Parody in blue

El Maestro

Aziz Chouaki

Aziz Chouaki est un fluxeur virtuose et sensuel. Ses accords de quarte de la treizième augmentée sont bémolisés à la façon de l’Algérois qui descend les ruelles de la casbah avec une pastèque sous chaque bras, harmonisés de feuilles de menthe fraîche à l’oreille et des sciures de la menuiserie du quartier, cuivrés du soleil de ses seize ans, quand il arrachait avec les dents les épines d’oursin des orteils de la brunette Hassiba.

Son fluxage de francophone entêté le distingue des flow-eurs majoritaires de notre temps, même si ce métissage du sens et du souffle, de la phonologie avec la poésie, de la langue de Molière au parler algérois, ne peut renier son accointance avec le rock and roll dans sa veine parodique, produit d’importation américain revisité en son temps par Boris Vian.

Chouaki est même doublement parodique. D’abord en cela que ses mots semblent être « faits sur le chant », selon la définition de Rousseau. Mais aussi par le ton satirico-nostalgico-désabusé dont il use pour parler de l’Algérie, qui vire souvent au pittoresque. Il nous met sous les narines une Algérie de carte postale en noir et blanc, où le poisson, le sel de la mer et les flirts furtifs tiennent lieu de madeleines de Proust. Ça se passe à Alger, mais ça pourrait presque être ailleurs, à L’Estaque de « Marius et Jeannette », par exemple. Comme un conte qui nous parle d’un âge d’or perdu et magnifique, d’une époque où on ne prenait pas Descartes pour un joueur de foot, où on pouvait faire la cour aux jeunes filles en neuf ou dix idiomes et où même, parfois, on avait le bonheur d’avoir une copine qui s’appelle « Pauline ». Et de la difficulté, pour la figure paternelle du maestro, campé par un Mouss Zouheyri talentueux mais un poil répétitif, de transmettre quelques grammes de la finesse de cette époque aux caricatures d’Algériens d’aujourd’hui.

Parce qu’aujourd’hui, c’est gratiné. Parmi les musiciens de l’orchestre, le premier, toujours en retard, est un bonimenteur atavico-compulsif, prétextant tous les jours un attentat sur son trajet pour récupérer la retenue sur son salaire. En voilà un autre dont les doigts passent plus de temps à se fourrager le nez qu’à gratter l’instrument ; et susceptible, avec ça. Un troisième, l’islamiste de service qui vient en répète avec son tapis, mais qui est aussi ignorant en matière de Coran que de Shakespeare.
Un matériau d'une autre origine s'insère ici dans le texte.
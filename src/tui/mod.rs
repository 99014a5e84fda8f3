//! Terminal menu for choosing one item out of many
//!
//! Nothing in here knows about git: callers hand over a list of strings and
//! get back the one the operator confirmed, or a cancellation.

mod colors;
mod picker;
mod render;

pub use picker::Picker;
pub use render::render;

use anyhow::{Result, bail};
use ratatui::crossterm::{
    cursor::Show,
    event::{self, Event, KeyEventKind},
    execute,
    terminal::{EnterAlternateScreen, LeaveAlternateScreen, disable_raw_mode, enable_raw_mode},
};
use ratatui::{Terminal, backend::CrosstermBackend};
use std::io::{self, IsTerminal};
use std::sync::Once;
use std::sync::atomic::{AtomicBool, Ordering};
use tracing::debug;

/// Default number of rows shown before the list scrolls
pub const DEFAULT_MAX_VISIBLE: usize = 10;

/// How a menu interaction ended
#[derive(Debug, Clone, PartialEq, Eq)]
pub enum Selection {
    /// The operator confirmed this exact item
    Chosen(String),
    /// The operator backed out without choosing
    Cancelled,
}

/// A way of asking the operator to choose one item
pub trait Select {
    /// Present `items` under `title` and wait for a decision
    ///
    /// # Errors
    ///
    /// Returns an error if the menu cannot be shown or input cannot be read
    fn select(&mut self, title: &str, items: &[String]) -> Result<Selection>;
}

/// [`Select`] implementation that takes over the terminal
#[derive(Debug, Clone, Copy, PartialEq, Eq)]
pub struct TerminalSelector {
    max_visible: usize,
}

impl Default for TerminalSelector {
    fn default() -> Self {
        Self::new(DEFAULT_MAX_VISIBLE)
    }
}

impl TerminalSelector {
    /// Create a selector that shows at most `max_visible` rows at once
    #[must_use]
    pub const fn new(max_visible: usize) -> Self {
        Self { max_visible }
    }
}

impl Select for TerminalSelector {
    fn select(&mut self, title: &str, items: &[String]) -> Result<Selection> {
        if items.is_empty() {
            return Ok(Selection::Cancelled);
        }
        if !io::stdin().is_terminal() || !io::stdout().is_terminal() {
            bail!("Interactive selection needs a terminal; use --list to print branches instead");
        }

        let mut picker = Picker::new(items.to_vec(), self.max_visible);

        let guard = TerminalGuard::enter()?;
        let result = Terminal::new(CrosstermBackend::new(io::stdout()))
            .map_err(anyhow::Error::from)
            .and_then(|mut terminal| run_loop(&mut terminal, &mut picker, title));
        drop(guard);

        debug!(outcome = ?result.as_ref().ok(), "Selection finished");
        result
    }
}

/// Set while raw mode may be on; whoever clears it restores the terminal
static TERMINAL_ACTIVE: AtomicBool = AtomicBool::new(false);
static PANIC_HOOK: Once = Once::new();

/// Raw mode and the alternate screen, undone when dropped or on panic
struct TerminalGuard;

impl TerminalGuard {
    fn enter() -> Result<Self> {
        PANIC_HOOK.call_once(|| {
            let previous = std::panic::take_hook();
            std::panic::set_hook(Box::new(move |info| {
                if release_terminal() {
                    restore_terminal();
                }
                previous(info);
            }));
        });

        enable_raw_mode()?;
        TERMINAL_ACTIVE.store(true, Ordering::SeqCst);
        let guard = Self;
        execute!(io::stdout(), EnterAlternateScreen)?;
        Ok(guard)
    }
}

impl Drop for TerminalGuard {
    fn drop(&mut self) {
        if release_terminal() {
            restore_terminal();
        }
    }
}

fn release_terminal() -> bool {
    TERMINAL_ACTIVE.swap(false, Ordering::SeqCst)
}

fn restore_terminal() {
    let _ = disable_raw_mode();
    let _ = execute!(io::stdout(), LeaveAlternateScreen, Show);
}

fn run_loop(
    terminal: &mut Terminal<CrosstermBackend<io::Stdout>>,
    picker: &mut Picker,
    title: &str,
) -> Result<Selection> {
    loop {
        terminal.draw(|frame| render(frame, picker, title))?;

        if let Event::Key(key) = event::read()?
            && key.kind == KeyEventKind::Press
            && let Some(selection) = picker.handle_key(key.code, key.modifiers)
        {
            return Ok(selection);
        }
    }
}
Enfin, entre en scène le représentant de l’État, sorte de dogue baveux et déculturé qui vient mordre aux jarrets de ceux qui créent, surtout si c’est en Français, et ne comprend que les insultes et le bâton. « Et c’est avec ça que vous voulez faire une nation ? » Évidemment, vu comme ça, c’est pas gagné.

À ce stade, je sais ce que vous vous dites : « De toute façon, dès qu’on parle de l’Algérie, ça finit toujours par tourner politique. » En apparence oui, mais en fait pas vraiment. Parce qu’on sent bien qu’on est déjà loin de l’Algérie réelle, actuelle. Et parce qu’on entend surtout la voix d’une certaine génération qui veut parler à celles qui suivent, en les priant un peu maladroitement de ne pas jeter tout l’héritage aux orties. Que l’histoire n’est pas monolithique, et qu’on se nourrit mieux le corps et l’esprit avec le Français comme butin de guerre que devant une table rase. Derrière Chouaki résonnent aussi les sarcasmes de Fellag, ou la nostalgie de Sansal, trois artistes nés entre 1949 et 1951.

Cette voix est-elle audible ? À une époque où, en France tout au moins, francité et algérianité n’ont jamais été aussi plurielles, certainement. Et même en allant au-delà du conte pour grands enfants.